Sidney Bechet isn’t the only jazz composer this month who has flirted with a world music tradition. The rhythms of Mel Graves’s music betray not only the influence of “odd time-signature jazz” but also African, Indian, and Brazilian jazz traditions. Rent Romus’s tribute to Albert Ayler includes his own Snow Ghost, written for a show dedicated to music of the Finno-Ugric tradition; Romus feels that the piece bows to Ayler’s use of “world folk music concepts.” Fred Bouchard has written that Mike Nock’s Nata Lagal reminds him of Duke Ellington’s arrangement of Tchaikovsky’s “Arab Dance.” Naturally, Tchaikovsky’s “Arab Dance” was probably much more a reflection of his own world than that of the culture he was portraying…we can look down our nose at that, but then what do you say about The Rumba Club, a group of contemporary New Yorkers – white, black, and Hispanic – turning Cole Porter’s “Ev’ry Time We Say Goodbye” into a bolero? They’ve taken the imperialist attitude that is implied in pieces like the “Arab Dance” and turned it upside-down, with delightful results. (I have no idea whether this was intentional on their part, and so I should add that the disc is replete with great original material, as well.) If you still like your Porter straight up, however, you can listen to the reissue of the same tune, originally recorded by Maxine Sullivan and Teddy Wilson in 1944.

Next, there is a group of pieces that were inspired in some way by non-Western texts. Without a long time to study, I found it difficult to determine whether the non-Western influence extended to the music, as well. John Alden Carpenter’s Gitanjali Songs, settings of poems drawn from a large collection by Rabindranath Tagore, feature vaguely non-Western harmonies. Alex Keller’s The four hundred boys was inspired by the multiple translations and oral re-interpretations of the ancient Mayan text the Popol Vuh. The creative result was an electronic piece in which he applied repeated “translation” and “re-interpretation” to the notes of a piano performance. William Kraft’s Songs of Flowers, Bells, and Death is a meditation on the “frustration and helplessness” that accompany war. Kraft’s texts span 2600 years and five cultures.

The division between cultural “Self” and “Other” gets fuzziest in music like Michael Jon Fink’s I Hear it in the Rain. The pace of this music, so simple as to defy any sense of progression, perhaps has its spiritual roots in non-Western thought. Peter Warren and Matt Samolis’s Bowed Metal Music, for “steel cellos” betrays a similarly non-directional (in the traditional Western sense) focus on the overtones produced by sympathetically vibrating cymbals and rods.
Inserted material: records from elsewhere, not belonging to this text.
impl<E: CustomEvent> Scenario<E> {
    /// Create a scenario with default configuration, no requester and the
    /// tracing observer.
    pub fn new() -> Self {
        ScenarioBuilder::new().build()
    }

    /// Start a [`ScenarioBuilder`] to supply config, requester or observer.
    pub fn builder() -> ScenarioBuilder<E> {
        ScenarioBuilder::new()
    }

    pub(crate) fn from_parts(
        config: ScenarioConfig,
        requester: Option<Requester>,
        observer: Box<dyn ScenarioObserver>,
    ) -> Self {
        let id = ScenarioId::new();
        Self {
            id,
            states: StateRegistry::new(id),
            table: TransitionTable::new(),
            start: None,
            active: None,
            phase: Phase::Setup,
            attempt: 0,
            history: StateHistory::new(),
            requester,
            observer,
            config,
            span: tracing::debug_span!("scenario", id = %id),
        }
    }

    /// Take ownership of `state` and return its handle.
    ///
    /// A state whose name is already registered is rejected and the
    /// original registration is kept.
    pub fn add_state<S>(&mut self, state: S) -> Result<StateId, ScenarioError>
    where
        S: State<E> + 'static,
    {
        let _entered = self.span.clone().entered();
        let name = state.name().to_string();

        let result = self
            .ensure_setup()
            .and_then(|_| self.states.insert(Box::new(state)));

        match &result {
            Ok(_) => self.emit(LifecycleEvent::StateAdded { state: name }),
            Err(err) => self.emit(LifecycleEvent::StateRejected {
                state: name,
                reason: err.to_string(),
            }),
        }
        result
    }

    /// Register `from --tag--> to`.
    ///
    /// Both ends may be given by handle or by name. Unknown states and an
    /// already registered `(from, tag)` pair are rejected.
    pub fn add_transfer<'a>(
        &mut self,
        from: impl Into<StateRef<'a>>,
        to: impl Into<StateRef<'a>>,
        tag: E,
    ) -> Result<(), ScenarioError> {
        self.register_transfer(from.into(), to.into(), Some(tag))
    }

    /// Register the edge taken by a `Switch` that carries no tag.
    pub fn add_untagged_transfer<'a>(
        &mut self,
        from: impl Into<StateRef<'a>>,
        to: impl Into<StateRef<'a>>,
    ) -> Result<(), ScenarioError> {
        self.register_transfer(from.into(), to.into(), None)
    }

    /// Designate the state activated by [`init`](Self::init).
    ///
    /// This never runs the state's `init` hook itself.
    pub fn set_start_state<'a>(
        &mut self,
        state: impl Into<StateRef<'a>>,
    ) -> Result<StateId, ScenarioError> {
        let _entered = self.span.clone().entered();
        let state = state.into();

        let result = self
            .ensure_setup()
            .and_then(|_| self.states.resolve(state));

        match result {
            Ok(id) => {
                self.start = Some(id);
                let state = self.state_label(id);
                self.emit(LifecycleEvent::StartStateSet { state });
            }
            Err(ref err) => self.emit(LifecycleEvent::StartStateRejected {
                reason: err.to_string(),
            }),
        }
        result
    }

    /// Replace the sink that receives `Request` payloads.
    pub fn set_requester<F>(&mut self, requester: F)
    where
        F: FnMut(&Params) + Send + 'static,
    {
        self.requester = Some(Box::new(requester));
    }

    /// Check the current setup, accumulating every issue found.
    pub fn validate(&self) -> Validation<(), NonEmptyVec<SetupIssue>> {
        validation::validate_setup(&self.states, &self.table, self.start)
    }

    /// Run `setup` then [`init`](Self::init).
    pub fn init_with<S>(&mut self, setup: &mut S, params: &Params) -> Result<Event<E>, ScenarioError>
    where
        S: ScenarioSetup<E> + ?Sized,
    {
        if self.phase != Phase::Setup {
            return Err(ScenarioError::AlreadyInitialized);
        }
        setup.setup(self, params)?;
        self.init(params)
    }

    /// Close setup and activate the start state.
    ///
    /// `params` is handed to the start state's `init`, whose event is routed
    /// like any other and returned. Without a start state the scenario stays
    /// in setup and `Event::idle()` is returned.
    pub fn init(&mut self, params: &Params) -> Result<Event<E>, ScenarioError> {
        let _entered = self.span.clone().entered();
        if self.phase != Phase::Setup {
            return Err(ScenarioError::AlreadyInitialized);
        }

        let issues = validation::issues(self.validate());
        for issue in &issues {
            self.emit(LifecycleEvent::SetupWarning {
                issue: issue.clone(),
            });
        }
        if self.config.strict_setup && !issues.is_empty() {
            return Err(ScenarioError::InvalidSetup { issues });
        }

        let Some(start) = self.start else {
            return Ok(Event::idle());
        };

        self.phase = Phase::Running;
        self.active = Some(start);
        let label = self.state_label(start);
        self.emit(LifecycleEvent::Initialized { start: label });
        self.enter(start, params, 0)
    }

    /// Deliver external input to the active state.
    ///
    /// Returns the event produced by the active state's `update`. Before a
    /// start state is active, and after `Finish`, this is a no-op returning
    /// `Event::idle()`.
    pub fn update(&mut self, params: &Params) -> Result<Event<E>, ScenarioError> {
        let _entered = self.span.clone().entered();

        let active = match (self.phase, self.active) {
            (Phase::Running, Some(active)) => active,
            (Phase::Finished, _) => return Ok(self.idle(IdleReason::Finished)),
            _ => return Ok(self.idle(IdleReason::NotStarted)),
        };

        let event = match self.states.get_mut(active).map(|state| state.update(params)) {
            Some(event) => event,
            None => return Ok(self.idle(IdleReason::NotStarted)),
        };
        self.interpret(&event, 0)?;
        Ok(event)
    }

    /// Identity shared by every handle this scenario issues.
    pub fn id(&self) -> ScenarioId {
        self.id
    }

    /// Handle of the state receiving `update`, if any.
    pub fn active_state(&self) -> Option<StateId> {
        self.active
    }

    /// Name of the state receiving `update`, if any.
    pub fn active_state_name(&self) -> Option<&str> {
        self.active.and_then(|id| self.states.name(id))
    }

    /// Handle of the designated start state, if any.
    pub fn start_state(&self) -> Option<StateId> {
        self.start
    }

    /// Name of a registered state; `None` for handles from elsewhere.
    pub fn state_name(&self, id: StateId) -> Option<&str> {
        self.states.name(id)
    }

    /// Look up a registered state by name.
    pub fn find_state(&self, name: &str) -> Option<StateId> {
        self.states.find(name)
    }

    /// Number of registered states.
    pub fn state_count(&self) -> usize {
        self.states.len()
    }

    /// Number of registered transfers, tagged and untagged.
    pub fn transfer_count(&self) -> usize {
        self.table.len()
    }

    /// True between a successful `init` and `Finish`.
    pub fn is_running(&self) -> bool {
        self.phase == Phase::Running
    }

    /// True once a state returned `Finish`.
    pub fn is_finished(&self) -> bool {
        self.phase == Phase::Finished
    }

    /// Transitions taken so far, bounded by `ScenarioConfig::max_history`.
    pub fn history(&self) -> &StateHistory {
        &self.history
    }

    /// Configuration this scenario was built with.
    pub fn config(&self) -> &ScenarioConfig {
        &self.config
    }

    fn interpret(&mut self, event: &Event<E>, depth: usize) -> Result<(), ScenarioError> {
        self.emit(LifecycleEvent::EventInterpreted {
            sender: event.sender().map(str::to_string),
            kind: event.event_type(),
            tag: event.tag().map(|tag| tag.name().to_string()),
        });

        let Some(active) = self.active else {
            return Ok(());
        };

        if let Some(sender) = event.sender() {
            let active_name = self.state_label(active);
            if sender != active_name {
                self.emit(LifecycleEvent::SenderMismatch {
                    active: active_name,
                    sender: sender.to_string(),
                });
                return Ok(());
            }
        }

        match event.kind() {
            EventKind::None => Ok(()),
            EventKind::Request { payload } => {
                self.forward(event.sender(), payload);
                Ok(())
            }
            EventKind::Switch { tag, payload } => self.switch(active, tag.as_ref(), payload, depth),
            EventKind::TryAgain => self.restart(active, depth),
            EventKind::Finish => {
                self.finish(active);
                Ok(())
            }
        }
    }

    fn switch(
        &mut self,
        from: StateId,
        tag: Option<&E>,
        payload: &Params,
        depth: usize,
    ) -> Result<(), ScenarioError> {
        let tag_name = tag.map(|tag| tag.name().to_string());

        let Some(to) = self.table.resolve(from, tag) else {
            let from_name = self.state_label(from);
            self.emit(LifecycleEvent::NoTransition {
                from: from_name.clone(),
                tag: tag_name,
            });
            return match self.config.missing_transition {
                MissingTransitionPolicy::Ignore => Ok(()),
                MissingTransitionPolicy::Error => Err(ScenarioError::NoTransition {
                    from: from_name,
                    tag: tag_label(tag),
                }),
            };
        };

        self.ensure_depth(from, depth + 1)?;
        self.leave(from);

        let (from_name, to_name) = (self.state_label(from), self.state_label(to));
        self.history.push(
            StateTransition {
                from: from_name.clone(),
                to: to_name.clone(),
                tag: tag_name.clone(),
                timestamp: Utc::now(),
                attempt: self.attempt,
            },
            self.config.max_history,
        );
        self.attempt = 0;
        self.active = Some(to);
        self.emit(LifecycleEvent::Transitioned {
            from: from_name,
            to: to_name,
            tag: tag_name,
        });

        self.enter(to, payload, depth + 1).map(|_| ())
    }

    fn restart(&mut self, id: StateId, depth: usize) -> Result<(), ScenarioError> {
        self.ensure_depth(id, depth + 1)?;
        self.leave(id);
        self.attempt += 1;
        let state = self.state_label(id);
        self.emit(LifecycleEvent::Restarted {
            state,
            attempt: self.attempt,
        });
        self.enter(id, &Params::new(), depth + 1).map(|_| ())
    }

    fn finish(&mut self, id: StateId) {
        self.phase = Phase::Finished;
        self.leave(id);
        self.active = None;
        let state = self.state_label(id);
        self.emit(LifecycleEvent::Finished { state });
    }

    /// Refuse an activation at `depth` while `current` is still active.
    fn ensure_depth(&mut self, current: StateId, depth: usize) -> Result<(), ScenarioError> {
        let limit = self.config.max_chain_depth;
        if depth <= limit {
            return Ok(());
        }
        let state = self.state_label(current);
        self.emit(LifecycleEvent::ChainDepthExceeded {
            state: state.clone(),
            limit,
        });
        Err(ScenarioError::ChainDepthExceeded { state, limit })
    }

    /// Run `init` on the (already active) state `id` and route its event.
    fn enter(&mut self, id: StateId, params: &Params, depth: usize) -> Result<Event<E>, ScenarioError> {
        let label = self.state_label(id);
        self.emit(LifecycleEvent::StateEntered { state: label });
        let Some(state) = self.states.get_mut(id) else {
            return Ok(Event::idle());
        };
        let event = state.init(params);
        self.interpret(&event, depth)?;
        Ok(event)
    }

    /// Run `exit` on `id` and settle what it returns without changing state.
    fn leave(&mut self, id: StateId) {
        let Some(state) = self.states.get_mut(id) else {
            return;
        };
        let event = state.exit(&Params::new());
        let label = self.state_label(id);
        self.emit(LifecycleEvent::StateExited {
            state: label.clone(),
        });

        match event.kind() {
            EventKind::None => {}
            EventKind::Request { payload } => self.forward(event.sender(), payload),
            _ => self.emit(LifecycleEvent::IgnoredExitEvent {
                state: label,
                kind: event.event_type(),
            }),
        }
    }

    fn forward(&mut self, sender: Option<&str>, payload: &Params) {
        let delivered = match self.requester.as_mut() {
            Some(requester) => {
                requester(payload);
                true
            }
            None => false,
        };
        self.emit(LifecycleEvent::RequestForwarded {
            sender: sender.map(str::to_string),
            delivered,
        });
    }

    fn register_transfer(
        &mut self,
        from: StateRef<'_>,
        to: StateRef<'_>,
        tag: Option<E>,
    ) -> Result<(), ScenarioError> {
        let _entered = self.span.clone().entered();

        match self.try_register_transfer(from, to, tag) {
            Ok(added) => {
                self.emit(added);
                Ok(())
            }
            Err(err) => {
                self.emit(LifecycleEvent::TransferRejected {
                    reason: err.to_string(),
                });
                Err(err)
            }
        }
    }

    fn try_register_transfer(
        &mut self,
        from: StateRef<'_>,
        to: StateRef<'_>,
        tag: Option<E>,
    ) -> Result<LifecycleEvent, ScenarioError> {
        self.ensure_setup()?;
        let from = self.states.resolve(from)?;
        let to = self.states.resolve(to)?;

        let tag_name = tag.as_ref().map(|tag| tag.name().to_string());
        let label = tag_label(tag.as_ref());
        if let Err(existing) = self.table.insert(from, tag, to) {
            return Err(ScenarioError::DuplicateTransfer {
                from: self.state_label(from),
                tag: label,
                existing: self.state_label(existing),
            });
        }

        Ok(LifecycleEvent::TransferAdded {
            from: self.state_label(from),
            to: self.state_label(to),
            tag: tag_name,
        })
    }

    fn ensure_setup(&self) -> Result<(), ScenarioError> {
        match self.phase {
            Phase::Setup => Ok(()),
            Phase::Running | Phase::Finished => Err(ScenarioError::SetupClosed),
        }
    }

    fn idle(&mut self, reason: IdleReason) -> Event<E> {
        self.emit(LifecycleEvent::UpdateIgnored { reason });
        Event::idle()
    }

    fn state_label(&self, id: StateId) -> String {
        self.states.name(id).unwrap_or_default().to_string()
    }

    fn emit(&mut self, event: LifecycleEvent) {
        self.observer.observe(&event);
    }
}
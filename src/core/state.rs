//! The `State` trait implemented by every unit of scenario behavior.

use super::event::{CustomEvent, Event, Params};

/// A named unit of behavior with lifecycle hooks.
///
/// A state is registered into exactly one scenario, which owns it for its
/// whole lifetime. `init` runs once each time the state becomes active,
/// `update` runs for every input delivered while it is active, and `exit`
/// runs once when it stops being active. Every hook defaults to a no-op
/// returning a `None` event.
///
/// States never touch sibling states or the transition table; everything
/// they want to happen is expressed through the returned [`Event`].
///
/// # Example
///
/// ```rust
/// use scenarist::core::{Event, Params, State};
/// use scenarist::custom_events;
///
/// custom_events! {
///     enum Prompt {
///         Answered,
///     }
/// }
///
/// struct AskName;
///
/// impl State<Prompt> for AskName {
///     fn name(&self) -> &str {
///         "AskName"
///     }
///
///     fn update(&mut self, params: &Params) -> Event<Prompt> {
///         match params.get("name") {
///             Some(name) if !name.is_empty() => {
///                 Event::switch(self.name(), Prompt::Answered, params.clone())
///             }
///             _ => Event::try_again(self.name()),
///         }
///     }
/// }
///
/// let mut state = AskName;
/// assert!(state.init(&Params::new()).is_none());
/// assert_eq!(state.update(&Params::new()), Event::try_again("AskName"));
/// ```
pub trait State<E: CustomEvent>: Send {
    /// Unique name within the owning scenario.
    fn name(&self) -> &str;

    /// Called when the state becomes active.
    fn init(&mut self, _params: &Params) -> Event<E> {
        Event::none(self.name())
    }

    /// Called for every external input while the state is active.
    fn update(&mut self, _params: &Params) -> Event<E> {
        Event::none(self.name())
    }

    /// Called when the state stops being active.
    fn exit(&mut self, _params: &Params) -> Event<E> {
        Event::none(self.name())
    }
}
But at the same time, I have to wonder if the Western and the non-Western have become thoroughly homogenized? This kind of music has American precedents in the work of Feldman, Cage, and others. And on a mundane level, I routinely find books on “feng shui” up by the register at Barnes and Noble…

A different way of looking at the “Other” is to cross over one of the various dividing lines within our own culture. There is the male/female divide – when the barrier between the two sexes was sturdier, it was easier to idealize “Woman,” I imagine. A monument to those days gone by is provided by The Eternal Feminine – the title an ironic allusion to Goethe’s womanly ideal – which presents the work of nine women who had the temerity to cross into a man’s world. (Libby Larsen is significantly younger than her eight colleagues, but her Love after 1950 songs certainly reference the situation!) While things on the classical front have improved, the inequity between the sexes in the jazz world is still bad; ironic – and fortunate – that this month would bring us two excellent jazz discs by women: Jane Ira Bloom’s Sometimes the Magic and Roberta Piket’s speak, memory.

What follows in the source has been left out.